This excerpt should make people think.
...In the Cold War America based its nuclear strategy on an intellectual framework that was false.
It defined standards of ‘rationality’ then concluded the Soviets would not use nuclear weapons in many scenarios. There was a governing tautology: rational leaders would be deterred otherwise they would be irrational. Given this tautology, more vulnerability improves ‘stability’ (e.g submarine launched weapons), while better defence is ‘destabilising’ (e.g missile defence)....

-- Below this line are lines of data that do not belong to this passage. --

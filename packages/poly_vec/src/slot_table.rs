use std::ops::Range;

use crate::offset::{Offset, narrow, widen};

/// Maps stable slot indexes to the half-open byte ranges they occupy in the backing buffer.
///
/// The table holds `N + 1` non-decreasing offsets for `N` allocated slots. Offset `i` is the
/// start of slot `i` and offset `i + 1` is its end. The final offset is a sentinel that marks
/// where the next appended slot will start.
///
/// The table only grows. A slot's start never changes until the whole table is reset. Its end
/// is fixed once the next slot is appended; the append may move it forward to absorb alignment
/// padding but never backward.
#[derive(Clone, Debug)]
pub(crate) struct SlotTable<O: Offset> {
    offsets: Vec<O>,
}

impl<O: Offset> SlotTable<O> {
    #[must_use]
    pub(crate) fn new() -> Self {
        Self {
            offsets: vec![O::zero()],
        }
    }

    /// Number of slots ever appended, including slots that are currently vacant.
    #[must_use]
    pub(crate) fn len(&self) -> usize {
        // The sentinel is always present, so this cannot wrap.
        self.offsets.len().wrapping_sub(1)
    }

    /// Byte offset at which the next appended slot would start before alignment.
    #[must_use]
    pub(crate) fn sentinel(&self) -> usize {
        widen(
            *self
                .offsets
                .last()
                .expect("the sentinel offset is always present"),
        )
    }

    /// Returns the byte range of the slot, or `None` if the slot has never been appended.
    #[must_use]
    pub(crate) fn range(&self, index: usize) -> Option<Range<usize>> {
        let start = *self.offsets.get(index)?;
        let end = *self.offsets.get(index.checked_add(1)?)?;

        Some(widen(start)..widen(end))
    }

    /// Returns the start offset of the slot without checking that it exists.
    ///
    /// # Safety
    ///
    /// The caller must guarantee that `index < self.len()`.
    #[must_use]
    pub(crate) unsafe fn start_unchecked(&self, index: usize) -> usize {
        debug_assert!(index < self.len());

        // SAFETY: Forwarding guarantee from caller that the index is in bounds.
        widen(*unsafe { self.offsets.get_unchecked(index) })
    }

    /// Appends a slot of `size` bytes whose start is aligned to `align` and returns its index
    /// and byte range. The caller is responsible for growing the buffer to the range's end.
    ///
    /// # Panics
    ///
    /// Panics if `align` is not a power of two or if the new end offset or slot count is not
    /// representable in the offset type.
    pub(crate) fn append(&mut self, size: usize, align: usize) -> (usize, Range<usize>) {
        let start = align_up(self.sentinel(), align);
        let end = start
            .checked_add(size)
            .expect("slot end offset exceeds size of virtual memory");

        let narrow_start: O = narrow(start);
        let narrow_end: O = narrow(end);

        // The new slot index must itself be representable, as it may later enter the free list.
        let index = self.len();
        let _: O = narrow(index);

        let sentinel = self
            .offsets
            .last_mut()
            .expect("the sentinel offset is always present");

        // Alignment padding extends the end of the previous slot. This is the only way a range
        // ever changes after its slot is appended, and it only ever grows.
        *sentinel = narrow_start;
        self.offsets.push(narrow_end);

        (index, start..end)
    }

    /// Reserves space for at least `additional` more slots.
    pub(crate) fn reserve(&mut self, additional: usize) {
        self.offsets.reserve(additional);
    }

    /// Forgets every slot, returning the table to its freshly created state.
    pub(crate) fn reset(&mut self) {
        self.offsets.truncate(1);

        let sentinel = self
            .offsets
            .first_mut()
            .expect("the sentinel offset is always present");
        *sentinel = O::zero();
    }

    #[cfg(test)]
    #[cfg_attr(test, mutants::skip)] // This is essentially test logic, mutation is meaningless.
    pub(crate) fn integrity_check(&self) {
        assert!(!self.offsets.is_empty());
        assert!(self.offsets.is_sorted());
    }
}

/// Rounds `offset` up to the next multiple of `align`.
///
/// # Panics
///
/// Panics if `align` is not a power of two or if the result exceeds `usize::MAX`.
#[must_use]
pub(crate) fn align_up(offset: usize, align: usize) -> usize {
    assert!(
        align.is_power_of_two(),
        "alignment must be a power of two, got {align}"
    );

    // align is at least 1, so this cannot wrap.
    let mask = align.wrapping_sub(1);

    offset
        .checked_add(mask)
        .expect("aligned offset exceeds size of virtual memory")
        & !mask
}

#[cfg(test)]
#[allow(
    clippy::indexing_slicing,
    reason = "tests focus on succinct code and do not need to tick all the boxes"
)]
mod tests {
    use super::*;

    #[test]
    fn new_table_has_only_sentinel() {
        let table = SlotTable::<usize>::new();

        assert_eq!(table.len(), 0);
        assert_eq!(table.sentinel(), 0);
        assert_eq!(table.range(0), None);
    }

    #[test]
    fn append_returns_consecutive_indexes_and_ranges() {
        let mut table = SlotTable::<usize>::new();

        assert_eq!(table.append(8, 8), (0, 0..8));
        assert_eq!(table.append(16, 8), (1, 8..24));
        assert_eq!(table.len(), 2);
        assert_eq!(table.range(1), Some(8..24));
        assert_eq!(table.sentinel(), 24);
    }

    #[test]
    fn append_aligns_start_by_extending_previous_slot() {
        let mut table = SlotTable::<usize>::new();

        assert_eq!(table.append(1, 1), (0, 0..1));
        assert_eq!(table.append(8, 8), (1, 8..16));

        // The padding between 1 and 8 extends slot 0.
        assert_eq!(table.range(0), Some(0..8));
        table.integrity_check();
    }

    #[test]
    fn zero_sized_slots_are_empty_ranges() {
        let mut table = SlotTable::<usize>::new();

        assert_eq!(table.append(0, 1), (0, 0..0));
        assert_eq!(table.append(0, 1), (1, 0..0));
        assert_eq!(table.len(), 2);
    }

    #[test]
    fn reset_forgets_all_slots() {
        let mut table = SlotTable::<u32>::new();
        table.append(8, 8);
        table.append(8, 8);

        table.reset();

        assert_eq!(table.len(), 0);
        assert_eq!(table.sentinel(), 0);
        assert_eq!(table.append(4, 4), (0, 0..4));
    }

    #[test]
    #[should_panic]
    fn append_past_offset_range_panics() {
        let mut table = SlotTable::<u8>::new();

        table.append(200, 1);
        table.append(100, 1);
    }

    #[test]
    fn align_up_rounds_to_power_of_two() {
        assert_eq!(align_up(0, 8), 0);
        assert_eq!(align_up(1, 8), 8);
        assert_eq!(align_up(8, 8), 8);
        assert_eq!(align_up(9, 4), 12);
        assert_eq!(align_up(5, 1), 5);
    }

    #[test]
    #[should_panic]
    fn align_up_rejects_non_power_of_two() {
        _ = align_up(5, 6);
    }
}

...After the 1991 collapse some scholars went to talk to those actually in charge in Russia. They read documents. They discovered that we’d been wrong in crucial ways all along. Actually the Soviets planned early and heavy use of nuclear weapons in many scenarios including outbreak of conventional war in Europe.
The theoretical basis of some of the west’s analysis, such as game theory from the likes of the economist Schelling, had been disastrously misleading....
--quoted at Vox
Levin and Hannity are among the people who are certain that pushing the issue by openly sending arms to Ukraine won't make a difference in Putin's tactics; if anything, Putin will just back down like a good, rational, leader. They're wrong, as the red-highlighted history shows.
But there's another risk: what if someone, somewhere, in the bowels of the chain-of-command, makes a mistake?
"Ooops!!" won't get that nuke-tipped missile back into its silo.